• [Problem]: Please return the lines below verbatim, beginning at the one that has "handling for Melseal" and stopping after the one that has "usize, segments: usize", and add no other lines.

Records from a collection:
- - - -

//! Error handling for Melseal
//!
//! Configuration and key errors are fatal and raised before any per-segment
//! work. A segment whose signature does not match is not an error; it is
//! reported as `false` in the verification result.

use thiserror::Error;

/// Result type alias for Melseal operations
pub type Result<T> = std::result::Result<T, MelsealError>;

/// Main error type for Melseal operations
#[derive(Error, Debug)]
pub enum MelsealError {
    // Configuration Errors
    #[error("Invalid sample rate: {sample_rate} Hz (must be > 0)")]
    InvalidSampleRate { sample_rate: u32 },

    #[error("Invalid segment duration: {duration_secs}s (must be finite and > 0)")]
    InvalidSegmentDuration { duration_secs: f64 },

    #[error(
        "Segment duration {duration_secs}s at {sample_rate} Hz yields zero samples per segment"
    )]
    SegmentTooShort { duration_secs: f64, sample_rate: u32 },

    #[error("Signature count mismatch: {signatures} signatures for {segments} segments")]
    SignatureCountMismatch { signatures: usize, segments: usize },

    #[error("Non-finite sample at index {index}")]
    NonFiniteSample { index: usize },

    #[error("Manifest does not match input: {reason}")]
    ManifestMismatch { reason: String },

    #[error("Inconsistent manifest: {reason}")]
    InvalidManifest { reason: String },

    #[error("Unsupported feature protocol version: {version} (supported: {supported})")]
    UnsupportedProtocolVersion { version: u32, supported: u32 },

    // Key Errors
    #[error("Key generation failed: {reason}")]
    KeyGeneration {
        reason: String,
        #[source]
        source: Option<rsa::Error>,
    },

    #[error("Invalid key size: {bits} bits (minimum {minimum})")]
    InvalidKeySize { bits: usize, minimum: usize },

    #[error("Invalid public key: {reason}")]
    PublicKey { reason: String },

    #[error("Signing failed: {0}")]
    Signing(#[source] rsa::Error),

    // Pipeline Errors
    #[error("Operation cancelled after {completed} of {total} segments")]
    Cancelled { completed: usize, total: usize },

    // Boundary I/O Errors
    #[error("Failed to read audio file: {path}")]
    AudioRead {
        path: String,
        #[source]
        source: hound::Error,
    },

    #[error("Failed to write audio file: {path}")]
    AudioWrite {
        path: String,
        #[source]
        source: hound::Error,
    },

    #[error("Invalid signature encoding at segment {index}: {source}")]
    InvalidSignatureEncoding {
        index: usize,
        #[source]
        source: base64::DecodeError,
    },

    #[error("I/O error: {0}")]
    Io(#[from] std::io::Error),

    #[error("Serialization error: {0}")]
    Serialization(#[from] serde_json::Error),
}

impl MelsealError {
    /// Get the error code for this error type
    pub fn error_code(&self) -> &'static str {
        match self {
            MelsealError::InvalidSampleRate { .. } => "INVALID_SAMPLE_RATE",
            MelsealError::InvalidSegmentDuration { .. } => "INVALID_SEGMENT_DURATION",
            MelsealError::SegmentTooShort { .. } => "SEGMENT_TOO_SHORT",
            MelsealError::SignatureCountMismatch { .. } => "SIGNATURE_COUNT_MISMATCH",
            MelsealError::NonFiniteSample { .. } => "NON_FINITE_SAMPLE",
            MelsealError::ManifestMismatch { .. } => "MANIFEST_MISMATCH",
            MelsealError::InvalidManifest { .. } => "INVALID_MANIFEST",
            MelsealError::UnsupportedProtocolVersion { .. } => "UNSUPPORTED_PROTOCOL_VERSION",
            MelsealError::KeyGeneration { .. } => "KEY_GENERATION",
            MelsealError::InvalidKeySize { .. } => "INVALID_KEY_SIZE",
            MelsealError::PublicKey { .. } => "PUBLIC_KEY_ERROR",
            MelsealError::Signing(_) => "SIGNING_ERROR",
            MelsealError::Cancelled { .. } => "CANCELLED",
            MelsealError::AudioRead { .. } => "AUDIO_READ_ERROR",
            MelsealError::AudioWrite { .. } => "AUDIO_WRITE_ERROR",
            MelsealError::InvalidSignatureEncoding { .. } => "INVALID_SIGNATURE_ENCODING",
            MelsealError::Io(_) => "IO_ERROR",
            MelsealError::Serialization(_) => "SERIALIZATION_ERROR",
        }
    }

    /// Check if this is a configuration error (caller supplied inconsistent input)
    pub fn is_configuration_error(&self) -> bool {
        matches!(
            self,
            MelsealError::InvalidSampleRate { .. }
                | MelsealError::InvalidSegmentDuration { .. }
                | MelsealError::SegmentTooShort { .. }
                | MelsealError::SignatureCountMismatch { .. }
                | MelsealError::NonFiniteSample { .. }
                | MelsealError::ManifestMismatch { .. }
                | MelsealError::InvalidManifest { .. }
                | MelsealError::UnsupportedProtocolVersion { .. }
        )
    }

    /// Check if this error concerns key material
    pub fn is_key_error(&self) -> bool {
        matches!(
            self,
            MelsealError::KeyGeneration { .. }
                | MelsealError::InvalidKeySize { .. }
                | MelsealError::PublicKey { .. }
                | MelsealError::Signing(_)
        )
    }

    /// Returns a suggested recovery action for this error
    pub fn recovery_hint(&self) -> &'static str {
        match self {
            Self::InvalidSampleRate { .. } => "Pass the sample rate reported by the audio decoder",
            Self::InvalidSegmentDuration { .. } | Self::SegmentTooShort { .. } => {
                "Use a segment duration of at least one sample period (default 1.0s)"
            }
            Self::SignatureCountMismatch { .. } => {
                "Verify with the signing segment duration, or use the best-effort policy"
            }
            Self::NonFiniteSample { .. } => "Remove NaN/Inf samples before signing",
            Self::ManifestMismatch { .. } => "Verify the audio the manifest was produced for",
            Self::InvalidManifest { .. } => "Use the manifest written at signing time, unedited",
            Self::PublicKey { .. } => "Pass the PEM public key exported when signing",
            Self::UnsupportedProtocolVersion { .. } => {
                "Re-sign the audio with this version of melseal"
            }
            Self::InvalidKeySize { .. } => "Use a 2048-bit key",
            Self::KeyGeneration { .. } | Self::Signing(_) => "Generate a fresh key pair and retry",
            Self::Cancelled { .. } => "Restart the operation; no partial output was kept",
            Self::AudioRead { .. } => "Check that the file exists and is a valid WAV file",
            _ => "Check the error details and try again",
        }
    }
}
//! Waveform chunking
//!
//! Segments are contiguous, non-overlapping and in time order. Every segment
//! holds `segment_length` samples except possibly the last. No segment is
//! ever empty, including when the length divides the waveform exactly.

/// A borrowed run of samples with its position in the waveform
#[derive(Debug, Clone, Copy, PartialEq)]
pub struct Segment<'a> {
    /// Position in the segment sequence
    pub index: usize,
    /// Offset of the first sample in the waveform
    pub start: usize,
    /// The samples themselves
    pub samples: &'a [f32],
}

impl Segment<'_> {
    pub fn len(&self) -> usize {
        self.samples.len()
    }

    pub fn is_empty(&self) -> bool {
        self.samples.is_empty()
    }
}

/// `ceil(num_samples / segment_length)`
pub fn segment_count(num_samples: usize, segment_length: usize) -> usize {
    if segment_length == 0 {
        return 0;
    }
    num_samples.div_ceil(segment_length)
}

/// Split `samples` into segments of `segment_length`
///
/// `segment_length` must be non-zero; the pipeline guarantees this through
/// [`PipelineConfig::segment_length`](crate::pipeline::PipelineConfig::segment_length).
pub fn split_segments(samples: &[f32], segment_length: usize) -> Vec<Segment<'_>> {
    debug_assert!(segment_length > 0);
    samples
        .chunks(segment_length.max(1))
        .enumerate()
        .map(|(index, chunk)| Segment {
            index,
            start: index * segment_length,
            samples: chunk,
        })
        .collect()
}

- - - -

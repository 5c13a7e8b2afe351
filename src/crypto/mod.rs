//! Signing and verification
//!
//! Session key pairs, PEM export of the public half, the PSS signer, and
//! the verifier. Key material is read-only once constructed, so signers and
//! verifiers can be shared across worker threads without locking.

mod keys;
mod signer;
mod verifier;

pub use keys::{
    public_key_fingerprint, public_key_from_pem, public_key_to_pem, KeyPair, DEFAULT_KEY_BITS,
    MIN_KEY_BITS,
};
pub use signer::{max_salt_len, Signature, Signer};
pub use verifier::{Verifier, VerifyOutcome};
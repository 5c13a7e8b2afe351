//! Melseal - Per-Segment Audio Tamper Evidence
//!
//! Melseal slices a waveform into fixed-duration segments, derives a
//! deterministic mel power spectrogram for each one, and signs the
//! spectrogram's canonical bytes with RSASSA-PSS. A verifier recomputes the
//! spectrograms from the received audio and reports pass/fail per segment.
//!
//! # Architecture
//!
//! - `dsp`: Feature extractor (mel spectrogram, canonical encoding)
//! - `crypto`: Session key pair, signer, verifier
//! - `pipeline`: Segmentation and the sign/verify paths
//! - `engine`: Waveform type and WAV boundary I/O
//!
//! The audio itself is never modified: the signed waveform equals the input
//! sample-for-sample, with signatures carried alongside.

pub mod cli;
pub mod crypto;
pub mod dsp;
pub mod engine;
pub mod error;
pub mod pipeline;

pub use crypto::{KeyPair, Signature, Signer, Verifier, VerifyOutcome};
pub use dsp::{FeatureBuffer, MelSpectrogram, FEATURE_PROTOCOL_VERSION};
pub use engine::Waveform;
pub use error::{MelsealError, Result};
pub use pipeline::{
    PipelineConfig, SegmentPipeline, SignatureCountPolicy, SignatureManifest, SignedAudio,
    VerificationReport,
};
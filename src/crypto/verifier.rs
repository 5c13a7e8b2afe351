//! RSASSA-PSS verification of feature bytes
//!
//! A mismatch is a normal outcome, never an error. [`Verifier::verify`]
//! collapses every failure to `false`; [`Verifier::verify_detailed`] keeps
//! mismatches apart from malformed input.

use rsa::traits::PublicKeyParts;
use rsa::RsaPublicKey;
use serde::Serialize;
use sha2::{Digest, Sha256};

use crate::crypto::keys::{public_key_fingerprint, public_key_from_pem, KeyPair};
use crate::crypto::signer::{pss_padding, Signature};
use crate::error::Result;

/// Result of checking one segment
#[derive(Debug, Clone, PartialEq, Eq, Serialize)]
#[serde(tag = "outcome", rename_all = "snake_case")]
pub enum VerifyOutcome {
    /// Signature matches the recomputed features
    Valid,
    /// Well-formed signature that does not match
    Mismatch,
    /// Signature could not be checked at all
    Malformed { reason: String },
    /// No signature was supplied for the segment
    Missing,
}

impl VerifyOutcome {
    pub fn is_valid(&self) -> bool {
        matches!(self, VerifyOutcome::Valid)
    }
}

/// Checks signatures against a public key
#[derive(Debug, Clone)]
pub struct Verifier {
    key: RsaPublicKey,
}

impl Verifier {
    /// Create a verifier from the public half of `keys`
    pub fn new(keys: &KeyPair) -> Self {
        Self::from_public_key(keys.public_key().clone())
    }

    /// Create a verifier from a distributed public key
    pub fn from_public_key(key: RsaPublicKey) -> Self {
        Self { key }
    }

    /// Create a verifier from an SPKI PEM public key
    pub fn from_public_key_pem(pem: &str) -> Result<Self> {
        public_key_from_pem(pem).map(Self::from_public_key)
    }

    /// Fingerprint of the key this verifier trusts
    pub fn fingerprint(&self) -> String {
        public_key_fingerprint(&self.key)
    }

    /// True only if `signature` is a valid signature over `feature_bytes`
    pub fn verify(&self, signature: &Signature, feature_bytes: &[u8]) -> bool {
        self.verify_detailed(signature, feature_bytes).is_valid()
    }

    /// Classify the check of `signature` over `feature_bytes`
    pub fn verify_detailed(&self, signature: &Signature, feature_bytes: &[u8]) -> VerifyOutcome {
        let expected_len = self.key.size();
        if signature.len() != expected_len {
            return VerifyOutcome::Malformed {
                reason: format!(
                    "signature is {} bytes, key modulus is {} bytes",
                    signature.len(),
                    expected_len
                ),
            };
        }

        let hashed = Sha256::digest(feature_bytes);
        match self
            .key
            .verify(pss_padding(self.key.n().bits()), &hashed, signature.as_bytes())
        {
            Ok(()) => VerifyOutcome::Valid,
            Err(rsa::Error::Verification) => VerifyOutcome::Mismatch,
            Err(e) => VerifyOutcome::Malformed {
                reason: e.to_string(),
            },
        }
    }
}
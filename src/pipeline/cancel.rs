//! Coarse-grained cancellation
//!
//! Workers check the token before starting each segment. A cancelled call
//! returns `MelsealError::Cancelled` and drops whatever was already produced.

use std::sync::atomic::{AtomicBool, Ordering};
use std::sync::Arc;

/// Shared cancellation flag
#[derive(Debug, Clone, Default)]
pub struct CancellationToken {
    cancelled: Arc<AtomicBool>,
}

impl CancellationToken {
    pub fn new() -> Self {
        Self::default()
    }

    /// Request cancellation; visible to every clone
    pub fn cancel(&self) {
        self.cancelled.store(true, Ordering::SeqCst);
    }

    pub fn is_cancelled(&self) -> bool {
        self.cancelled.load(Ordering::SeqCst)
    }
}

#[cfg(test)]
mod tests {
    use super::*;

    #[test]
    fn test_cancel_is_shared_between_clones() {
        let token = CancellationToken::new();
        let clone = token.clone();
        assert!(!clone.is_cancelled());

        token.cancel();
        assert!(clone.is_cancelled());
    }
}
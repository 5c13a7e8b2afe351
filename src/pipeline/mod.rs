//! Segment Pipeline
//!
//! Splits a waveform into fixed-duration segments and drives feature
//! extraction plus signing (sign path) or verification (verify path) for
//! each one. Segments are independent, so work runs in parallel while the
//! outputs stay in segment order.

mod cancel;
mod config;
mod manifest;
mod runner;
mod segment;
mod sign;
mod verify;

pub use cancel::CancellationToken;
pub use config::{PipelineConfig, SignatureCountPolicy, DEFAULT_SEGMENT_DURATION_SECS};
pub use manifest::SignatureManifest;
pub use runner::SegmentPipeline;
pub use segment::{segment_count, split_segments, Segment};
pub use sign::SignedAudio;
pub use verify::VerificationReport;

- - - -

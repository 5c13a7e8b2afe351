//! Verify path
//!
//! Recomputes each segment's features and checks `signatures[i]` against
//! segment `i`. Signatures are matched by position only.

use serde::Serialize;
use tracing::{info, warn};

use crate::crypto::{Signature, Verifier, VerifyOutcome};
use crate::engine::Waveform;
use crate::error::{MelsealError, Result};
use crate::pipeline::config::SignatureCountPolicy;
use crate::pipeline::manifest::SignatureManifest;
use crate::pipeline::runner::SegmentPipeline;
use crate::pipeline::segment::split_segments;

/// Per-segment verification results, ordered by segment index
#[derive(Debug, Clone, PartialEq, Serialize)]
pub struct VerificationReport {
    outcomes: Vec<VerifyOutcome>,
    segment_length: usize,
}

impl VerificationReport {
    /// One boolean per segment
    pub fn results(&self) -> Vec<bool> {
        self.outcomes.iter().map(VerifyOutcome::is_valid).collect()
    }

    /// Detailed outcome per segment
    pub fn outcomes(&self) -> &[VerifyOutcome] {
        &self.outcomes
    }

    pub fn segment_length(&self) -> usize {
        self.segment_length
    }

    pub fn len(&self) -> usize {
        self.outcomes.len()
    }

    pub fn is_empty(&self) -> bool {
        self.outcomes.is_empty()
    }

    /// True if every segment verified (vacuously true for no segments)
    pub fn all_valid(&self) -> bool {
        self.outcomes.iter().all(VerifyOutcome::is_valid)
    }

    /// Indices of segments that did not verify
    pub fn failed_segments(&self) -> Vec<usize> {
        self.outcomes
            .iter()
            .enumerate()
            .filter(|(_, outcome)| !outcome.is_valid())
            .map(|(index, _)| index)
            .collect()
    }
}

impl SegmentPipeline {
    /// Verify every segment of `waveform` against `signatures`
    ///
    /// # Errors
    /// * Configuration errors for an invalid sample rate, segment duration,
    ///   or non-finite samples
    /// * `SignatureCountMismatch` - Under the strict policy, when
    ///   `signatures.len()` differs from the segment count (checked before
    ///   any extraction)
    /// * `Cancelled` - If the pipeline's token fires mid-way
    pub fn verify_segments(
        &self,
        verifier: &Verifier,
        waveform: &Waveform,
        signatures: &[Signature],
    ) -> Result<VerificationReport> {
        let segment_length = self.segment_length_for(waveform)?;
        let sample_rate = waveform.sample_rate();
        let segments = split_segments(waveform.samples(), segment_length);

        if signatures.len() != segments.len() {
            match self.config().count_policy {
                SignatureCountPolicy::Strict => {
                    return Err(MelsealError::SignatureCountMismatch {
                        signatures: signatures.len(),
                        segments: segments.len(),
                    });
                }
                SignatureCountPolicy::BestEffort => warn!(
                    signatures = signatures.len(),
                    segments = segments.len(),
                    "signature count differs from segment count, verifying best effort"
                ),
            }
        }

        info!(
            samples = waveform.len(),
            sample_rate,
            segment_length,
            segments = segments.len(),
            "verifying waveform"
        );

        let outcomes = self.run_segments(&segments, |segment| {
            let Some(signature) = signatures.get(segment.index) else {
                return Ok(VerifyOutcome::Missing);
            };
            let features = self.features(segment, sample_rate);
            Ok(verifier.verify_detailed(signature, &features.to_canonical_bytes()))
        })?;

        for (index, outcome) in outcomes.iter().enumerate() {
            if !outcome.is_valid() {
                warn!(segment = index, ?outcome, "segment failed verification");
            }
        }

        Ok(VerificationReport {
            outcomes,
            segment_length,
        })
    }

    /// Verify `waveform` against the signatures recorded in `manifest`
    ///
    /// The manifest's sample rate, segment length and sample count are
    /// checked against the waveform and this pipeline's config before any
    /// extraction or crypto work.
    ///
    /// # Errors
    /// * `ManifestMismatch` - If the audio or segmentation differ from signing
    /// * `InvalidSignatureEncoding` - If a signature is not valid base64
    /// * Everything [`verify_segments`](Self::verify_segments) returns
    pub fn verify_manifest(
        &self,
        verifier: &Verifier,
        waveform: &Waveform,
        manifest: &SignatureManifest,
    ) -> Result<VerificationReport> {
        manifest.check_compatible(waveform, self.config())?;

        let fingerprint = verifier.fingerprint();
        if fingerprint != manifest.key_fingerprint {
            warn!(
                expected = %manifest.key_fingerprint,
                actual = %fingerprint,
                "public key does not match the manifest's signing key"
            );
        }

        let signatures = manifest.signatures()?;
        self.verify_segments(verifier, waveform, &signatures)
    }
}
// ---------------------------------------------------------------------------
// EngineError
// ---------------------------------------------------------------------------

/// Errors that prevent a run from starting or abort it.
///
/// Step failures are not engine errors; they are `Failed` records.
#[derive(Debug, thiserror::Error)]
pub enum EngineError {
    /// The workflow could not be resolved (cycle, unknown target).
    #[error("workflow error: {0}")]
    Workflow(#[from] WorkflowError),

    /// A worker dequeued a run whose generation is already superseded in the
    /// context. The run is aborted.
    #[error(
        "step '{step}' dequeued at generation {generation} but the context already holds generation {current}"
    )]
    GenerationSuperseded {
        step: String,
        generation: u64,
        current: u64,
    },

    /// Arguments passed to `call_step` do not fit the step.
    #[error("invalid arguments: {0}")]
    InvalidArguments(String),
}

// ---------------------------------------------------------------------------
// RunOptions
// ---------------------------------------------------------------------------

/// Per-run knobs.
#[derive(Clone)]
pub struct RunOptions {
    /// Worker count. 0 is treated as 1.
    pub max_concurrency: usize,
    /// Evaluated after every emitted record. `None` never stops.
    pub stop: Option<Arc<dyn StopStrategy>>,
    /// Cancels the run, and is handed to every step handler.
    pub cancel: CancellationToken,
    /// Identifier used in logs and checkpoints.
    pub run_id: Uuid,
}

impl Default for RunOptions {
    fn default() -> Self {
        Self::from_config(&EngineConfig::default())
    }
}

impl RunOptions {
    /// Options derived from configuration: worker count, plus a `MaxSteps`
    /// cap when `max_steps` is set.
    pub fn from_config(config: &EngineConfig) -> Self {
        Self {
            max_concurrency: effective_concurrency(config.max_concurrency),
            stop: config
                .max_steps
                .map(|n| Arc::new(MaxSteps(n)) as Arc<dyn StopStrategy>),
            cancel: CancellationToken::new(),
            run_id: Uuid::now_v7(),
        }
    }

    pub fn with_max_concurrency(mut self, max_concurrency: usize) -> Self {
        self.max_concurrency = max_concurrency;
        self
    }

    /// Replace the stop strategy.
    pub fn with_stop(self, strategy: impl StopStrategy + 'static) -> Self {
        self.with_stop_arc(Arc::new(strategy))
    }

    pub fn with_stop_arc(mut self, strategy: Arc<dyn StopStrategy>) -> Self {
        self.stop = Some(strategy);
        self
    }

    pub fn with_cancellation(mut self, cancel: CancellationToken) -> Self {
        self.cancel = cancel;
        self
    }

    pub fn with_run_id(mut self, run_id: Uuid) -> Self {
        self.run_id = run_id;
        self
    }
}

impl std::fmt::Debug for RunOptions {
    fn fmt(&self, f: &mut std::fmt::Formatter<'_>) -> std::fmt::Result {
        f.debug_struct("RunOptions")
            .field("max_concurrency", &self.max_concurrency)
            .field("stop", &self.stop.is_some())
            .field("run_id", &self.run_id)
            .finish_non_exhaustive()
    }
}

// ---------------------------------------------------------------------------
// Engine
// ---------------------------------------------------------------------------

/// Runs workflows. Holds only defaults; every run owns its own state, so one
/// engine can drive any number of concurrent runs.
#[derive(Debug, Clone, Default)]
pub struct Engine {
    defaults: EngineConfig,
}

- - - -

• [Reply to the exercise]:
//! Error handling for Melseal
//!
//! Configuration and key errors are fatal and raised before any per-segment
//! work. A segment whose signature does not match is not an error; it is
//! reported as `false` in the verification result.

use thiserror::Error;

/// Result type alias for Melseal operations
pub type Result<T> = std::result::Result<T, MelsealError>;

/// Main error type for Melseal operations
#[derive(Error, Debug)]
pub enum MelsealError {
    // Configuration Errors
    #[error("Invalid sample rate: {sample_rate} Hz (must be > 0)")]
    InvalidSampleRate { sample_rate: u32 },

    #[error("Invalid segment duration: {duration_secs}s (must be finite and > 0)")]
    InvalidSegmentDuration { duration_secs: f64 },

    #[error(
        "Segment duration {duration_secs}s at {sample_rate} Hz yields zero samples per segment"
    )]
    SegmentTooShort { duration_secs: f64, sample_rate: u32 },

    #[error("Signature count mismatch: {signatures} signatures for {segments} segments")]
    SignatureCountMismatch { signatures: usize, segments: usize },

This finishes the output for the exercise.